**Required action**.
A faithful copy of all the data below, please; leave no line out.

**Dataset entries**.

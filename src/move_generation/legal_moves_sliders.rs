//! Bishop, rook and queen moves: rays stop at the board edge, before a
//! friendly piece, or on an enemy piece (which becomes the capture).

use crate::game_state::chess_types::Square;
use crate::game_state::position::Position;
use crate::move_generation::legal_move_shared::push_target_moves;
use crate::moves::attack_tables::{bishop_attacks, queen_attacks, rook_attacks};
use crate::moves::chess_move::Move;

pub fn generate_bishop_moves(
    position: &Position,
    from: Square,
    occupancy: u64,
    own_occ: u64,
    out: &mut Vec<Move>,
) {
    push_target_moves(position, from, bishop_attacks(from, occupancy) & !own_occ, out);
}

pub fn generate_rook_moves(
    position: &Position,
    from: Square,
    occupancy: u64,
    own_occ: u64,
    out: &mut Vec<Move>,
) {
    push_target_moves(position, from, rook_attacks(from, occupancy) & !own_occ, out);
}

pub fn generate_queen_moves(
    position: &Position,
    from: Square,
    occupancy: u64,
    own_occ: u64,
    out: &mut Vec<Move>,
) {
    push_target_moves(position, from, queen_attacks(from, occupancy) & !own_occ, out);
}
//! Full legal move generation pipeline.
//!
//! Squares are scanned file-major, rank ascending (a1, a2, .., h8). Each
//! piece of the side to move emits its pseudo-legal moves in a fixed order,
//! so the output sequence is reproducible. Every candidate is then tried on a
//! scratch copy of the position and kept only if no king of the mover is
//! attacked afterwards. A side with no king keeps every pseudo-legal move.

use log::{debug, warn};

use crate::game_state::chess_types::PieceType;
use crate::game_state::position::Position;
use crate::move_generation::legal_move_apply::{make_move_unchecked, retract_move};
use crate::move_generation::legal_move_checks::{is_in_check, king_squares};
use crate::move_generation::legal_moves_king::generate_king_moves;
use crate::move_generation::legal_moves_knight::generate_knight_moves;
use crate::move_generation::legal_moves_pawn::generate_pawn_moves;
use crate::move_generation::legal_moves_sliders::{
    generate_bishop_moves, generate_queen_moves, generate_rook_moves,
};
use crate::moves::chess_move::Move;

/// Moves obeying piece movement rules, before the king-safety filter.
pub fn generate_pseudo_legal_moves(position: &Position) -> Vec<Move> {
    let side = position.side_to_move;
    let occupancy = position.occupancy();
    let own_occ = position.occupancy_of(side);
    let mut out = Vec::with_capacity(64);

    for (from, piece) in position.occupied_squares() {
        if !piece.is_color(side) {
            continue;
        }
        match piece.piece_type() {
            Some(PieceType::Pawn) => generate_pawn_moves(position, from, side, &mut out),
            Some(PieceType::Knight) => generate_knight_moves(position, from, own_occ, &mut out),
            Some(PieceType::Bishop) => {
                generate_bishop_moves(position, from, occupancy, own_occ, &mut out)
            }
            Some(PieceType::Rook) => {
                generate_rook_moves(position, from, occupancy, own_occ, &mut out)
            }
            Some(PieceType::Queen) => {
                generate_queen_moves(position, from, occupancy, own_occ, &mut out)
            }
            Some(PieceType::King) => generate_king_moves(position, from, side, own_occ, &mut out),
            None => {}
        }
    }

    out
}

/// Every move for the side to move that leaves none of its kings attacked.
/// An empty result means checkmate or stalemate.
pub fn generate_legal_moves(position: &Position) -> Vec<Move> {
    let side = position.side_to_move;
    let king_count = king_squares(position, side).len();
    if king_count != 1 {
        warn!("generating moves for {side:?} with {king_count} kings on the board");
    }

    let pseudo = generate_pseudo_legal_moves(position);
    let mut scratch = position.clone();
    let mut legal = Vec::with_capacity(pseudo.len());

    for mv in pseudo {
        let (Some(from), Some(to)) = (mv.start, mv.end) else {
            continue;
        };
        let undo = make_move_unchecked(&mut scratch, from, to, &mv);
        let exposes_king = is_in_check(&scratch, side);
        retract_move(&mut scratch, &mv, undo);

        if !exposes_king {
            legal.push(mv);
        }
    }

    debug!("{} legal moves for {side:?}", legal.len());
    legal
}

**Solution to the problem**.
filename src/move_generation/legal_moves_sliders.rs
//! Bishop, rook and queen moves: rays stop at the board edge, before a
//! friendly piece, or on an enemy piece (which becomes the capture).

use crate::game_state::chess_types::Square;
use crate::game_state::position::Position;
use crate::move_generation::legal_move_shared::push_target_moves;
use crate::moves::attack_tables::{bishop_attacks, queen_attacks, rook_attacks};
use crate::moves::chess_move::Move;

pub fn generate_bishop_moves(
    position: &Position,
    from: Square,
    occupancy: u64,
    own_occ: u64,
    out: &mut Vec<Move>,
) {
    push_target_moves(position, from, bishop_attacks(from, occupancy) & !own_occ, out);
}

pub fn generate_rook_moves(
    position: &Position,
    from: Square,
    occupancy: u64,
    own_occ: u64,
    out: &mut Vec<Move>,
) {
    push_target_moves(position, from, rook_attacks(from, occupancy) & !own_occ, out);
}

pub fn generate_queen_moves(
    position: &Position,
    from: Square,
    occupancy: u64,
    own_occ: u64,
    out: &mut Vec<Move>,
) {
    push_target_moves(position, from, queen_attacks(from, occupancy) & !own_occ, out);
}
//! Full legal move generation pipeline.
//!
//! Squares are scanned file-major, rank ascending (a1, a2, .., h8). Each
//! piece of the side to move emits its pseudo-legal moves in a fixed order,
//! so the output sequence is reproducible. Every candidate is then tried on a
//! scratch copy of the position and kept only if no king of the mover is
//! attacked afterwards. A side with no king keeps every pseudo-legal move.

use log::{debug, warn};

use crate::game_state::chess_types::PieceType;
use crate::game_state::position::Position;
use crate::move_generation::legal_move_apply::{make_move_unchecked, retract_move};
use crate::move_generation::legal_move_checks::{is_in_check, king_squares};
use crate::move_generation::legal_moves_king::generate_king_moves;
use crate::move_generation::legal_moves_knight::generate_knight_moves;
use crate::move_generation::legal_moves_pawn::generate_pawn_moves;
use crate::move_generation::legal_moves_sliders::{
    generate_bishop_moves, generate_queen_moves, generate_rook_moves,
};
use crate::moves::chess_move::Move;

/// Moves obeying piece movement rules, before the king-safety filter.
pub fn generate_pseudo_legal_moves(position: &Position) -> Vec<Move> {
    let side = position.side_to_move;
    let occupancy = position.occupancy();
    let own_occ = position.occupancy_of(side);
    let mut out = Vec::with_capacity(64);

    for (from, piece) in position.occupied_squares() {
        if !piece.is_color(side) {
            continue;
        }
        match piece.piece_type() {
            Some(PieceType::Pawn) => generate_pawn_moves(position, from, side, &mut out),
            Some(PieceType::Knight) => generate_knight_moves(position, from, own_occ, &mut out),
            Some(PieceType::Bishop) => {
                generate_bishop_moves(position, from, occupancy, own_occ, &mut out)
            }
            Some(PieceType::Rook) => {
                generate_rook_moves(position, from, occupancy, own_occ, &mut out)
            }
            Some(PieceType::Queen) => {
                generate_queen_moves(position, from, occupancy, own_occ, &mut out)
            }
            Some(PieceType::King) => generate_king_moves(position, from, side, own_occ, &mut out),
            None => {}
        }
    }

    out
}

/// Every move for the side to move that leaves none of its kings attacked.
/// An empty result means checkmate or stalemate.
pub fn generate_legal_moves(position: &Position) -> Vec<Move> {
    let side = position.side_to_move;
    let king_count = king_squares(position, side).len();
    if king_count != 1 {
        warn!("generating moves for {side:?} with {king_count} kings on the board");
    }

    let pseudo = generate_pseudo_legal_moves(position);
    let mut scratch = position.clone();
    let mut legal = Vec::with_capacity(pseudo.len());

    for mv in pseudo {
        let (Some(from), Some(to)) = (mv.start, mv.end) else {
            continue;
        };
        let undo = make_move_unchecked(&mut scratch, from, to, &mv);
        let exposes_king = is_in_check(&scratch, side);
        retract_move(&mut scratch, &mv, undo);

        if !exposes_king {
            legal.push(mv);
        }
    }

    debug!("{} legal moves for {side:?}", legal.len());
    legal
}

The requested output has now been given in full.